— EXERCISE —
Copy verbatim the material from its first line to the line that holds "node)| (name.into(), node))", including that line.

— TASK MATERIAL —

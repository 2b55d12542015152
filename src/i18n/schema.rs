//! Language schema: single source of truth for every translatable string.
//!
//! The schema is a tree of groups and leaves. Each leaf is one editable bot
//! response and declares the `{placeholder}` names its text must contain. The
//! compiled-in structure is built once on first access and stays immutable.

use crate::i18n::FieldKey;
use std::sync::OnceLock;

/// A translatable leaf: its starting value and the placeholders it requires.
#[derive(Debug, Clone, PartialEq, Eq, Default)]
pub struct LeafSpec {
    /// Value the field holds before the user edits it
    pub default_value: String,

    /// Placeholder names in declaration order, without braces (e.g. `"action"`)
    pub allowed_placeholders: Vec<String>,
}

impl LeafSpec {
    /// Create a leaf spec. Repeated placeholder names are kept once, in
    /// first-declared order.
    pub fn new<I, S>(default_value: impl Into<String>, placeholders: I) -> Self
    where
        I: IntoIterator<Item = S>,
        S: Into<String>,
    {
        let mut allowed_placeholders: Vec<String> = Vec::new();
        for name in placeholders {
            let name = name.into();
            if !allowed_placeholders.contains(&name) {
                allowed_placeholders.push(name);
            }
        }
        Self {
            default_value: default_value.into(),
            allowed_placeholders,
        }
    }
}

/// A node of the schema tree.
#[derive(Debug, Clone, PartialEq, Eq)]
pub enum SchemaNode {
    /// Named children, traversed in declaration order
    Group(Vec<(String, SchemaNode)>),

    /// A single editable string
    Leaf(LeafSpec),
}

impl SchemaNode {
    /// Build a group from `(name, child)` pairs.
    pub fn group<I, S>(children: I) -> Self
    where
        I: IntoIterator<Item = (S, SchemaNode)>,
        S: Into<String>,
    {
        SchemaNode::Group(
            children
                .into_iter()
                .map(|(name, node)| (name.into(), node))
                .collect(),
        )
    }

    /// Build a leaf with an empty default value.
    pub fn leaf(placeholders: &[&str]) -> Self {
        SchemaNode::Leaf(LeafSpec::new("", placeholders.iter().copied()))
    }

    /// Build a leaf with a default value.
    pub fn leaf_with_default(default_value: &str, placeholders: &[&str]) -> Self {
        SchemaNode::Leaf(LeafSpec::new(default_value, placeholders.iter().copied()))
    }

    pub fn is_leaf(&self) -> bool {
        matches!(self, SchemaNode::Leaf(_))
    }

    /// Children of a group; a leaf has none.
    pub fn children(&self) -> &[(String, SchemaNode)] {
        match self {
            SchemaNode::Group(children) => children,
            SchemaNode::Leaf(_) => &[],
        }
    }

    /// Find the node at `key`, relative to this node.
    pub fn get(&self, key: &FieldKey) -> Option<&SchemaNode> {
        key.segments().iter().try_fold(self, |node, segment| {
            node.children()
                .iter()
                .find(|(name, _)| name == segment)
                .map(|(_, child)| child)
        })
    }

    /// Find the leaf spec at `key`, if `key` addresses a leaf.
    pub fn leaf_at(&self, key: &FieldKey) -> Option<&LeafSpec> {
        match self.get(key)? {
            SchemaNode::Leaf(spec) => Some(spec),
            SchemaNode::Group(_) => None,
        }
    }

    /// Number of leaves under this node.
    pub fn leaf_count(&self) -> usize {
        match self {
            SchemaNode::Leaf(_) => 1,
            SchemaNode::Group(children) => children.iter().map(|(_, c)| c.leaf_count()).sum(),
        }
    }
}

/// The compiled-in language file schema.
pub struct LanguageSchema {
    root: SchemaNode,
}

/// Global schema instance (initialized lazily)
static SCHEMA: OnceLock<LanguageSchema> = OnceLock::new();

impl LanguageSchema {
    /// Get the global schema instance.
    pub fn get() -> &'static LanguageSchema {
        SCHEMA.get_or_init(|| LanguageSchema {
            root: default_structure(),
        })
    }

    pub fn root(&self) -> &SchemaNode {
        &self.root
    }

    /// Names of the top-level entries, in declaration order.
    pub fn top_level_names(&self) -> Vec<&str> {
        self.root
            .children()
            .iter()
            .map(|(name, _)| name.as_str())
            .collect()
    }
}

/// Structure of a bot language file.
///
/// Mirrors the locale files the bot loads: plain responses at the top, then one
/// group per command, then the help texts.
fn default_structure() -> SchemaNode {
    use SchemaNode as N;

    let crud_group = |extra: Vec<(&'static str, SchemaNode)>| {
        let mut children = vec![
            ("no_args", N::leaf(&[])),
            ("invalid_action", N::leaf(&[])),
            ("list_empty", N::leaf(&[])),
            ("list_header", N::leaf(&[])),
        ];
        children.extend(extra);
        N::group(children)
    };

    N::group([
        ("lang_code", N::leaf(&[])),
        ("error", N::leaf(&[])),
        ("no_access", N::leaf(&[])),
        (
            "word",
            crud_group(vec![
                ("cleared", N::leaf(&[])),
                ("too_short", N::leaf(&["action"])),
                ("ban_banned", N::leaf(&["words"])),
                ("banned_success", N::leaf(&["words"])),
                ("already_banned", N::leaf(&["words"])),
                ("unban_not_banned", N::leaf(&["words"])),
                ("unbanned_success", N::leaf(&["words"])),
                ("already_unbanned", N::leaf(&["words"])),
            ]),
        ),
        (
            "mod",
            crud_group(vec![
                ("add_superadmin", N::leaf(&[])),
                ("add_already", N::leaf(&[])),
                ("add_success", N::leaf(&["user"])),
                ("delete_superadmin", N::leaf(&[])),
                ("delete_success", N::leaf(&["user"])),
                ("reply", N::leaf(&[])),
            ]),
        ),
        (
            "template",
            crud_group(vec![
                ("list_item", N::leaf(&["template_id", "template"])),
                ("add_no_text", N::leaf(&[])),
                ("add_success", N::leaf(&[])),
                ("remove_no_id", N::leaf(&[])),
                ("remove_success", N::leaf(&[])),
                ("remove_value_error", N::leaf(&[])),
            ]),
        ),
        (
            "messages",
            N::group([
                ("recent", N::leaf(&[])),
                ("recent_item", N::leaf(&["user", "message"])),
                ("recent_empty", N::leaf(&[])),
            ]),
        ),
        (
            "delete",
            N::group([
                ("show", N::leaf(&["current"])),
                ("invalid_action", N::leaf(&[])),
                ("switch", N::leaf(&["value"])),
            ]),
        ),
        (
            "locale",
            N::group([
                ("no_args", N::leaf(&[])),
                ("invalid_action", N::leaf(&[])),
                ("list_empty", N::leaf(&[])),
                ("list", N::leaf(&[])),
                ("current_empty", N::leaf(&[])),
                ("current", N::leaf(&["locale"])),
                ("set_no_locale", N::leaf(&[])),
                ("set_invalid_locale", N::leaf(&["locale"])),
                ("set", N::leaf(&["locale"])),
            ]),
        ),
        (
            "statistics",
            N::group([
                ("format", N::leaf(&[])),
                ("header", N::leaf(&["date"])),
                ("users_header", N::leaf(&[])),
                ("users_item", N::leaf(&["id", "user", "count"])),
                ("words_header", N::leaf(&[])),
                ("words_item", N::leaf(&["id", "word", "count"])),
                ("most_banned", N::leaf(&["message"])),
                ("empty", N::leaf(&[])),
            ]),
        ),
        (
            "bot_add",
            N::group([("no_new", N::leaf(&[])), ("welcome", N::leaf(&[]))]),
        ),
        ("help", help_structure()),
    ])
}

fn help_structure() -> SchemaNode {
    use SchemaNode as N;

    const TEMPLATE: &[&str] = &["help_template"];
    const TEMPLATE_EX: &[&str] = &["help_template", "help_ex"];

    let help_short = N::group(
        [
            "header",
            "word_header",
            "word_ban",
            "word_unban",
            "word_list",
            "word_clear",
            "mod_header",
            "mod_add",
            "mod_delete",
            "mod_list",
            "template_header",
            "template_add",
            "template_delete",
            "template_list",
            "locale_header",
            "locale_list",
            "locale_current",
            "locale_set",
            "other_header",
            "other_messages",
            "other_delete",
            "other_statistics",
            "other_help",
        ]
        .map(|name| (name, N::leaf(&[]))),
    );

    let help_texts = N::group([
        (
            "word",
            N::group([
                ("none", N::leaf(TEMPLATE)),
                ("ban", N::leaf(TEMPLATE_EX)),
                ("unban", N::leaf(TEMPLATE_EX)),
                ("list", N::leaf(TEMPLATE)),
                ("clear", N::leaf(TEMPLATE)),
            ]),
        ),
        (
            "mod",
            N::group([
                ("none", N::leaf(TEMPLATE)),
                ("add", N::leaf(TEMPLATE_EX)),
                ("delete", N::leaf(TEMPLATE_EX)),
                ("list", N::leaf(TEMPLATE)),
            ]),
        ),
        (
            "template",
            N::group([
                ("none", N::leaf(TEMPLATE)),
                ("add", N::leaf(TEMPLATE_EX)),
                ("delete", N::leaf(TEMPLATE_EX)),
                ("list", N::leaf(TEMPLATE)),
            ]),
        ),
        (
            "locale",
            N::group([
                ("none", N::leaf(TEMPLATE)),
                ("list", N::leaf(TEMPLATE)),
                ("current", N::leaf(TEMPLATE)),
                ("set", N::leaf(TEMPLATE_EX)),
            ]),
        ),
        (
            "help",
            N::group([("none", N::leaf(TEMPLATE_EX)), ("help", N::leaf(&[]))]),
        ),
        ("messages", N::leaf(TEMPLATE_EX)),
        ("delete", N::leaf(TEMPLATE_EX)),
        ("statistics", N::leaf(TEMPLATE_EX)),
    ]);

    N::group([("help_short", help_short), ("help_texts", help_texts)])
}
use anyhow::{bail, Context, Result};
use language_creator::config::Config;
use language_creator::i18n::{ExportFailure, FieldKey, LanguageForm, LanguageSchema};
use std::fs;
use tracing::{error, info, warn};

fn main() -> Result<()> {
    // Load .env file (ignored when absent)
    let _ = dotenvy::dotenv();

    // Initialize logging
    tracing_subscriber::fmt()
        .with_env_filter(
            tracing_subscriber::EnvFilter::from_default_env()
                .add_directive("language_creator=info".parse()?),
        )
        .init();

    let config = Config::from_env()?;

    let mut form = LanguageForm::from_schema(LanguageSchema::get().root());
    info!("Language form ready with {} fields", form.len());

    // Step 1: Start from an existing language file, if given
    let input_file = std::env::args().nth(1).or_else(|| config.input_file.clone());
    if let Some(path) = input_file {
        info!("Loading {}", path);
        let text = fs::read_to_string(&path).with_context(|| format!("Failed to read {}", path))?;
        let document: serde_json::Value =
            serde_json::from_str(&text).with_context(|| format!("{} is not valid JSON", path))?;
        form.load_document(&document)?;
    }

    // Step 2: Apply the language code override
    if let Some(code) = &config.lang_code {
        form.update_field(&FieldKey::lang_code(), code.as_str())?;
    }

    // Step 3: Report fields that still need work
    for state in form.fields().filter(|state| state.has_errors()) {
        warn!(field = %state.key(), "{}", state.messages().join(", "));
    }

    // Step 4: Submit and write the file
    match form.submit_and_export() {
        Ok(file) => {
            let path = file.write_to(&config.output_dir)?;
            info!("✓ Saved language file to {}", path.display());
            Ok(())
        }
        Err(ExportFailure::Rejected(rejection)) => {
            error!(reason = %rejection.reason, "{} field(s) block the export", rejection.fields.len());
            for key in &rejection.fields {
                error!(field = %key, "Needs attention");
            }
            bail!(rejection)
        }
        Err(e) => Err(e.into()),
    }
}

— ANSWER FOR THE TASK —
repository 2b55d12542015152
filename src/i18n/schema.rs
//! Language schema: single source of truth for every translatable string.
//!
//! The schema is a tree of groups and leaves. Each leaf is one editable bot
//! response and declares the `{placeholder}` names its text must contain. The
//! compiled-in structure is built once on first access and stays immutable.

use crate::i18n::FieldKey;
use std::sync::OnceLock;

/// A translatable leaf: its starting value and the placeholders it requires.
#[derive(Debug, Clone, PartialEq, Eq, Default)]
pub struct LeafSpec {
    /// Value the field holds before the user edits it
    pub default_value: String,

    /// Placeholder names in declaration order, without braces (e.g. `"action"`)
    pub allowed_placeholders: Vec<String>,
}

impl LeafSpec {
    /// Create a leaf spec. Repeated placeholder names are kept once, in
    /// first-declared order.
    pub fn new<I, S>(default_value: impl Into<String>, placeholders: I) -> Self
    where
        I: IntoIterator<Item = S>,
        S: Into<String>,
    {
        let mut allowed_placeholders: Vec<String> = Vec::new();
        for name in placeholders {
            let name = name.into();
            if !allowed_placeholders.contains(&name) {
                allowed_placeholders.push(name);
            }
        }
        Self {
            default_value: default_value.into(),
            allowed_placeholders,
        }
    }
}

/// A node of the schema tree.
#[derive(Debug, Clone, PartialEq, Eq)]
pub enum SchemaNode {
    /// Named children, traversed in declaration order
    Group(Vec<(String, SchemaNode)>),

    /// A single editable string
    Leaf(LeafSpec),
}

impl SchemaNode {
    /// Build a group from `(name, child)` pairs.
    pub fn group<I, S>(children: I) -> Self
    where
        I: IntoIterator<Item = (S, SchemaNode)>,
        S: Into<String>,
    {
        SchemaNode::Group(
            children
                .into_iter()
                .map(|(name, node)| (name.into(), node))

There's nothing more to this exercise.